> _TASK TO CARRY OUT_:
Give again, word for word, each line below starting at the one that contains "EntryKind::File => Page::File" and ending at the one that contains "use crate::route;".

> _GIVEN INFORMATION_:
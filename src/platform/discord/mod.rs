//! Discord HTTP API: REST collaborators and inbound request verification.

mod rest;
pub(crate) mod verify;

pub use rest::DiscordRest;
pub use verify::{SIGNATURE_HEADER, SignatureVerifier, TIMESTAMP_HEADER, VerifyError};
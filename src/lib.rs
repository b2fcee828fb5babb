//! # cidnav
//!
//! Client for browsing and mutating a remote content-addressed file store.
//!
//! Paths are encoded into opaque, URL-safe routes; metadata arrives as
//! immutable [`model::Stat`] snapshots and is rendered into breadcrumb, tree
//! and file view-models; mutations (write, mkdir, delete) are fire-and-forget
//! and reconciled by a full re-fetch.
//!
//! # Examples
//!
//! Open the root of a store and walk into a directory:
//!
//! ```
//! use cidnav::app::App;
//! use cidnav::config::StoreConfig;
//! use cidnav::route::RouteId;
//!
//! let config = StoreConfig::new("http://localhost:7131", "http://localhost:3001")?;
//! let mut app = App::new(config);
//! app.goto(RouteId::root()).await;
//! app.goto(cidnav::route::encode("/photos")).await;
//! let page = app.page();
//! ```

pub mod api;
pub mod app;
pub mod config;
pub mod constants;
pub mod error;
pub mod model;
pub mod route;
pub mod view;
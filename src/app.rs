//! Navigation state machine composing the client's views
//!
//! [`App`] owns the only mutable view state: the current route and a single
//! [`ViewState`] slot that is replaced wholesale on every navigation and
//! after every mutation. Consistency comes from re-querying the store, never
//! from patching state locally.
//!

use bytes::Bytes;

use crate::api;
use crate::config::StoreConfig;
use crate::constants::ROOT_PATH;
use crate::error::CidnavError;
use crate::model::{EntryKind, Stat};
use crate::route::{self, RouteId};
use crate::view::breadcrumbs::{self, Breadcrumb};
use crate::view::file::{self, FilePage};
use crate::view::forms;
use crate::view::tree::{self, TreeRow};

/// Asks the user before a destructive operation runs. Injected so the delete
/// flow is testable without a real prompt.
pub trait Confirmer {
    fn confirm(&self, message: &str) -> bool;
}

/// The single current-view slot.
#[derive(Debug, Clone)]
pub enum ViewState {
    Loading,
    Loaded(Stat),
    /// A read failed; rendered as a placeholder and recovered by
    /// re-navigation. Never fatal.
    Unavailable,
}

/// Captured when a fetch is started. A response is applied only if the
/// navigation generation still matches when it arrives; anything else is a
/// late answer for an abandoned navigation and is discarded.
#[derive(Debug, Clone, PartialEq, Eq)]
pub struct FetchTicket {
    generation: u64,
    pub path: String,
}

/// Composed page content for the current state.
#[derive(Debug, Clone)]
pub enum Page {
    Loading,
    Unavailable,
    /// Directory listing; the mutation forms are only offered here.
    Directory {
        breadcrumbs: Vec<Breadcrumb>,
        rows: Vec<TreeRow>,
    },
    File {
        breadcrumbs: Vec<Breadcrumb>,
        file: FilePage,
    },
}

pub struct App {
    config: StoreConfig,
    route: RouteId,
    path: String,
    generation: u64,
    state: ViewState,
}

impl App {
    pub fn new(config: StoreConfig) -> App {
        App {
            config,
            route: RouteId::root(),
            path: ROOT_PATH.to_string(),
            generation: 0,
            state: ViewState::Loading,
        }
    }

    pub fn config(&self) -> &StoreConfig {
        &self.config
    }

    pub fn path(&self) -> &str {
        &self.path
    }

    pub fn route(&self) -> &RouteId {
        &self.route
    }

    pub fn state(&self) -> &ViewState {
        &self.state
    }

    /// Start a navigation: decode the route (an undecodable one falls back
    /// to root), invalidate any fetch still in flight, and enter `Loading`.
    pub fn begin_navigation(&mut self, route: RouteId) -> FetchTicket {
        let (route, path) = match route::decode(&route) {
            Ok(path) => (route, path),
            Err(err) => {
                log::warn!("unknown route {route}, falling back to root: {err}");
                (RouteId::root(), ROOT_PATH.to_string())
            }
        };

        self.route = route;
        self.path = path.clone();
        self.generation += 1;
        self.state = ViewState::Loading;

        FetchTicket {
            generation: self.generation,
            path,
        }
    }

    /// Apply a fetch outcome. Returns false when the response no longer
    /// corresponds to the current navigation and was discarded.
    pub fn complete_navigation(
        &mut self,
        ticket: &FetchTicket,
        result: Result<Stat, CidnavError>,
    ) -> bool {
        if ticket.generation != self.generation {
            log::debug!(
                "discarding stale response for {} (generation {}, now {})",
                ticket.path,
                ticket.generation,
                self.generation
            );
            return false;
        }

        self.state = match result {
            Ok(stat) => ViewState::Loaded(stat),
            Err(err) => {
                log::warn!("stat fetch for {} failed: {err}", ticket.path);
                ViewState::Unavailable
            }
        };
        true
    }

    /// Navigate and fetch in one step. Issues exactly one stat request.
    pub async fn goto(&mut self, route: RouteId) {
        let ticket = self.begin_navigation(route);
        let result = api::client::dir::fetch_stat(&self.config, &ticket.path).await;
        self.complete_navigation(&ticket, result);
    }

    /// Re-fetch the current path: the only consistency mechanism after a
    /// mutation.
    pub async fn refresh(&mut self) {
        let route = self.route.clone();
        self.goto(route).await;
    }

    /// Upload a batch into the current directory, one write per file, all in
    /// flight at once. The listing is re-fetched only after every request in
    /// the batch has settled; if any write failed, the error surfaces after
    /// the refresh rather than silently relying on the stale listing.
    pub async fn upload(&mut self, files: Vec<(String, Bytes)>) -> Result<(), CidnavError> {
        self.require_directory_view()?;

        let names: Vec<&str> = files.iter().map(|(name, _)| name.as_str()).collect();
        let targets = forms::upload_targets(&self.path, &names)?;
        let batch: Vec<(String, Bytes)> = targets
            .into_iter()
            .zip(files.into_iter().map(|(_, content)| content))
            .collect();

        let outcomes = api::client::file::write_files(&self.config, batch).await;
        let failures: Vec<String> = outcomes
            .into_iter()
            .filter_map(|(path, result)| result.err().map(|err| format!("{path}: {err}")))
            .collect();

        self.refresh().await;

        if failures.is_empty() {
            Ok(())
        } else {
            Err(CidnavError::mutation_failed(format!(
                "{} of the uploads failed:\n{}",
                failures.len(),
                failures.join("\n")
            )))
        }
    }

    /// Create a directory under the current one, then re-fetch.
    pub async fn make_dir(&mut self, name: &str) -> Result<(), CidnavError> {
        self.require_directory_view()?;

        let target = forms::mkdir_target(&self.path, name)?;
        let result = api::client::dir::mkdir(&self.config, &target).await;
        self.refresh().await;
        result
    }

    /// Delete the node at `path` after explicit confirmation. Returns whether
    /// a request was issued; a declined prompt issues nothing at all.
    pub async fn delete(
        &mut self,
        confirmer: &dyn Confirmer,
        path: &str,
        prompt: &str,
    ) -> Result<bool, CidnavError> {
        if !confirmer.confirm(prompt) {
            log::debug!("delete of {path} declined");
            return Ok(false);
        }

        let result = api::client::entries::delete_entry(&self.config, path).await;
        self.refresh().await;
        result.map(|_| true)
    }

    /// Compose the current page from the view state.
    pub fn page(&self) -> Page {
        match &self.state {
            ViewState::Loading => Page::Loading,
            ViewState::Unavailable => Page::Unavailable,
            ViewState::Loaded(stat) => {
                let crumbs = breadcrumbs::resolve(&stat.path);
                match stat.kind {
                    EntryKind::Directory => Page::Directory {
                        breadcrumbs: crumbs,
                        rows: tree::render(
                            &self.config,
                            stat.children.as_deref().unwrap_or_default(),
                        ),
                    },
                    EntryKind::File => Page::File {
                        breadcrumbs: crumbs,
                        file: file::render(&self.config, stat),
                    },
                }
            }
        }
    }

    fn require_directory_view(&self) -> Result<(), CidnavError> {
        match &self.state {
            ViewState::Loaded(stat) if stat.is_dir() => Ok(()),
            _ => Err(CidnavError::basic_str(
                "Mutation forms are only available in a directory view",
            )),
        }
    }
}

#[cfg(test)]
mod tests {
    use super::{App, Page, ViewState};
    use crate::config::StoreConfig;
    use crate::error::CidnavError;
    use crate::model::{Entry, EntryKind, Stat};
    use crate::route;

    fn config() -> Result<StoreConfig, CidnavError> {
        StoreConfig::new("http://localhost:7131", "http://localhost:3001")
    }

    fn dir_stat(path: &str, children: Vec<Entry>) -> Stat {
        Stat {
            cid: format!("Qm{}", path.len()),
            path: path.to_string(),
            mode: 493,
            size: 0,
            blocks: 1,
            cumulative_size: 4096,
            children: Some(children),
            kind: EntryKind::Directory,
            with_locality: false,
        }
    }

    #[test]
    fn test_late_response_for_abandoned_navigation_is_discarded() -> Result<(), CidnavError> {
        let mut app = App::new(config()?);

        let ticket_a = app.begin_navigation(route::encode("/a"));
        let ticket_b = app.begin_navigation(route::encode("/b"));

        // A resolves after the user already left for B
        let applied = app.complete_navigation(&ticket_a, Ok(dir_stat("/a", vec![])));
        assert!(!applied);
        assert!(matches!(app.state(), ViewState::Loading));

        let applied = app.complete_navigation(&ticket_b, Ok(dir_stat("/b", vec![])));
        assert!(applied);
        match app.state() {
            ViewState::Loaded(stat) => assert_eq!(stat.path, "/b"),
            other => panic!("expected /b to be loaded, got {other:?}"),
        }
        Ok(())
    }

    #[test]
    fn test_late_response_after_current_one_is_also_discarded() -> Result<(), CidnavError> {
        let mut app = App::new(config()?);

        let ticket_a = app.begin_navigation(route::encode("/a"));
        let ticket_b = app.begin_navigation(route::encode("/b"));

        assert!(app.complete_navigation(&ticket_b, Ok(dir_stat("/b", vec![]))));
        // A's answer arrives even later; the view must stay on B
        assert!(!app.complete_navigation(&ticket_a, Ok(dir_stat("/a", vec![]))));
        match app.state() {
            ViewState::Loaded(stat) => assert_eq!(stat.path, "/b"),
            other => panic!("expected /b to stay loaded, got {other:?}"),
        }
        Ok(())
    }

    #[test]
    fn test_undecodable_route_falls_back_to_root() -> Result<(), CidnavError> {
        let mut app = App::new(config()?);

        let bogus = route::RouteId::from_location_path("/!!!bogus!!!");
        let ticket = app.begin_navigation(bogus);
        assert_eq!(ticket.path, "/");
        assert_eq!(app.path(), "/");
        assert!(app.route().is_root());
        Ok(())
    }

    #[test]
    fn test_fetch_failure_renders_unavailable() -> Result<(), CidnavError> {
        let mut app = App::new(config()?);

        let ticket = app.begin_navigation(route::encode("/a"));
        let applied =
            app.complete_navigation(&ticket, Err(CidnavError::fetch_failed("boom")));
        assert!(applied);
        assert!(matches!(app.state(), ViewState::Unavailable));
        assert!(matches!(app.page(), Page::Unavailable));
        Ok(())
    }

    #[test]
    fn test_directory_page_offers_rows_and_breadcrumbs() -> Result<(), CidnavError> {
        let mut app = App::new(config()?);

        let children = vec![Entry {
            cid: "Qmchild".to_string(),
            path: "/docs/notes.txt".to_string(),
            mode: 420,
            name: "notes.txt".to_string(),
            size: 64,
            kind: EntryKind::File,
        }];
        let ticket = app.begin_navigation(route::encode("/docs"));
        app.complete_navigation(&ticket, Ok(dir_stat("/docs", children)));

        match app.page() {
            Page::Directory { breadcrumbs, rows } => {
                assert_eq!(breadcrumbs.len(), 2);
                assert_eq!(rows.len(), 1);
                assert_eq!(rows[0].name, "notes.txt");
            }
            other => panic!("expected a directory page, got {other:?}"),
        }
        Ok(())
    }

    #[tokio::test]
    async fn test_mutation_forms_require_a_directory_view() -> Result<(), CidnavError> {
        let mut app = App::new(config()?);

        // Still loading: nothing to mutate into
        let result = app.make_dir("drafts").await;
        assert!(result.is_err());

        let result = app
            .upload(vec![("x.png".to_string(), bytes::Bytes::from_static(b"x"))])
            .await;
        assert!(result.is_err());
        Ok(())
    }
}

> _TASK SOLUTION_:
                    EntryKind::File => Page::File {
                        breadcrumbs: crumbs,
                        file: file::render(&self.config, stat),
                    },
                }
            }
        }
    }

    fn require_directory_view(&self) -> Result<(), CidnavError> {
        match &self.state {
            ViewState::Loaded(stat) if stat.is_dir() => Ok(()),
            _ => Err(CidnavError::basic_str(
                "Mutation forms are only available in a directory view",
            )),
        }
    }
}

#[cfg(test)]
mod tests {
    use super::{App, Page, ViewState};
    use crate::config::StoreConfig;
    use crate::error::CidnavError;
    use crate::model::{Entry, EntryKind, Stat};
    use crate::route;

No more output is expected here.